Nous sommes là dans la pure tradition du whodunit en huis clos et avec l’inspiration évidente au Crime de l’Orient-Express d’Agatha Christie, et à travers plusieurs protagonistes et chapitres qui entremêlent le déroulé des évènements. Si l’histoire n’est fondamentalement pas très innovante, la narration fragmentée est efficace. Elle permet de justifier et soutenir de nombreux choix narratifs et de game design. Elle s’adapte parfaitement au genre du point’n’click. Et nous vous rassurons, d’autres environnements que le train sont présents aussi, même si les ferrovipathes seront certainement servis avec une intrigue centrée sur ce moyen de transport.
Incarner différents personnages à travers les chapitres, puis plus tard, pouvoir alterner entre les personnages, permet de dynamiser la formule. Ce tout comme avait déjà pu le faire certains des meilleurs titres de LucasArts en leur temps. Cela permet aussi parfois d’avoir une idée un peu plus précise de ce qu’il va falloir faire et d’avoir moins de chance d’être bloqué, car on saura ce qui suit dans l’histoire en ayant joué à des chapitres précédents.

Riches idées
Le jeu propose d’ailleurs plusieurs aides en jeu pour débloquer les joueuses et joueurs un peu perdus. Des supports qui sont graduelles et permettent donc de demander l’information nécessaire pour avancer. Un luxe que ne proposaient pas forcément les jeux des années 90 dont s’inspire Loco Motive.
Selon les codes du point’n’click, le jeu pousse à combiner des objets pour en créer des nouveaux, et une nouvelle fois, les développeurs semblent avoir appris des leçons du passé. En effet, que très peu de combinaisons totalement loufoques sont relever. Et la logique est souvent respectée, bien que les situations soient forcément toujours un peu cocasses dans ce genre de jeu.

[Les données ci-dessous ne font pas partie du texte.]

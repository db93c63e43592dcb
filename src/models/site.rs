use serde::{Deserialize, Serialize};
use std::str::FromStr;

#[derive(Serialize, Deserialize, Debug, Clone, Copy, PartialEq, Eq, Default)]
pub enum SiteType {
    #[serde(rename = "SITE_TYPE_UNSPECIFIED")]
    Unspecified,
    #[default]
    #[serde(rename = "SITE_TYPE_DATA_CENTER")]
    DataCenter,
    #[serde(rename = "SITE_TYPE_BRANCH")]
    Branch,
    #[serde(rename = "SITE_TYPE_CONNECTIVITY_NODE")]
    ConnectivityNode,
    #[serde(rename = "SITE_TYPE_CLOUD")]
    Cloud,
    #[serde(rename = "SITE_TYPE_REMOTE_WORKER")]
    RemoteWorker,
}

impl FromStr for SiteType {
    type Err = String;

    /// Accepts both `SITE_TYPE_BRANCH` and the short `branch` form.
    fn from_str(s: &str) -> Result<Self, Self::Err> {
        let normalized = s.trim().to_ascii_uppercase().replace('-', "_");
        let short = normalized.strip_prefix("SITE_TYPE_").unwrap_or(&normalized);
        match short {
            "UNSPECIFIED" => Ok(SiteType::Unspecified),
            "DATA_CENTER" | "DATACENTER" => Ok(SiteType::DataCenter),
            "BRANCH" => Ok(SiteType::Branch),
            "CONNECTIVITY_NODE" => Ok(SiteType::ConnectivityNode),
            "CLOUD" => Ok(SiteType::Cloud),
            "REMOTE_WORKER" => Ok(SiteType::RemoteWorker),
            _ => Err(format!("unknown site type '{s}'")),
        }
    }
}

/// Postal address of a site. Every part is independently optional.
#[derive(Serialize, Deserialize, Debug, Clone, PartialEq, Default)]
#[serde(rename_all = "camelCase")]
pub struct PostalAddress {
    #[serde(default, skip_serializing_if = "Option::is_none")]
    pub address: Option<String>,
    #[serde(default, skip_serializing_if = "Option::is_none")]
    pub city: Option<String>,
    #[serde(default, skip_serializing_if = "Option::is_none")]
    pub region: Option<String>,
    #[serde(default, skip_serializing_if = "Option::is_none")]
    pub postal_code: Option<String>,
    #[serde(default, skip_serializing_if = "Option::is_none")]
    pub country: Option<String>,
}

impl PostalAddress {
    pub fn is_empty(&self) -> bool {
        self.address.is_none()
            && self.city.is_none()
            && self.region.is_none()
            && self.postal_code.is_none()
            && self.country.is_none()
    }
}

/// A physical or logical location that agents are affiliated with.
/// The service keys sites by `title`.
#[derive(Serialize, Deserialize, Debug, Clone, PartialEq)]
#[serde(rename_all = "camelCase")]
pub struct Site {
    #[serde(default, skip_serializing_if = "Option::is_none")]
    pub id: Option<String>,
    pub title: String,
    #[serde(default, skip_serializing_if = "Option::is_none")]
    pub lat: Option<f64>,
    #[serde(default, skip_serializing_if = "Option::is_none")]
    pub lon: Option<f64>,
    #[serde(default, skip_serializing_if = "Option::is_none")]
    pub postal_address: Option<PostalAddress>,
    #[serde(rename = "type", default)]
    pub site_type: SiteType,
}

#[cfg(test)]
mod tests {
    use super::*;

    #[test]
    fn test_site_type_accepts_short_and_wire_forms() {
        assert_eq!("branch".parse::<SiteType>().unwrap(), SiteType::Branch);
        assert_eq!(
            "SITE_TYPE_DATA_CENTER".parse::<SiteType>().unwrap(),
            SiteType::DataCenter
        );
        assert_eq!("remote-worker".parse::<SiteType>().unwrap(), SiteType::RemoteWorker);
        assert!("moon-base".parse::<SiteType>().is_err());
    }

    #[test]
    fn test_site_omits_missing_geo_fields() {
        let site = Site {
            id: None,
            title: "London Office".to_string(),
            lat: Some(51.5),
            lon: None,
            postal_address: None,
            site_type: SiteType::Branch,
        };
        let json = serde_json::to_value(&site).unwrap();
        assert_eq!(json["type"], "SITE_TYPE_BRANCH");
        assert_eq!(json["lat"], 51.5);
        assert!(json.get("lon").is_none());
        assert!(json.get("postalAddress").is_none());
    }
}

Rajoutons qu’au niveau des oreilles, nous sommes aussi servis. Le doublage, bien qu’uniquement en anglais (pour le moment du moins), permet de donner vie aux pixels alors que la musique du compositeur Paul Zimmerman (Wildfrost, Space Haven) permet d’établir l’ambiance un peu jazzy et mystérieuse d’un film noir d’enquête.

Reuss(ite) Express
La proposition du studio britannique Robust Games est solide, surtout pour un premier jeu. Les frères Riches ont réussi à nous embarquer dans un voyage néo-nostalgique aux teintes LucasArts. Que cela soit à travers son pixel art bien animé, sa bande originale ou ses mécaniques de jeu, Loco Motive pourrait être le véritable héritier de l’école LucasArts. On aurait bien continué cette excursion ferroviaire, mais il fallait bien descendre après un trajet d’environ 10h. Mais à ce propos, à quelle heure part le prochain train ?
Note générale: 8/10
Les + :
– Doublage anglais de très bonne qualité
– Incarner plusieurs personnages permet de dynamiser l’histoire
– Pixel art et direction artistique
Les – :
– Pas de localisation française, ni pour le texte, ni pour les doublages (pour le moment du moins)
– Inventaire pas toujours évident à manipuler
Loco Motive
Studio: Robust Games
Éditeur: Chucklefish
Date de sortie: 21 novembre 2024
Prix: Autour de CHF 20.- à sa sortie
Plateformes: Steam/PC, GOG/PC, Nintendo Switch
Conditions du test: testé sur Switch (portable et docké) après avoir fait l’acquisition du jeu avec nos deniers.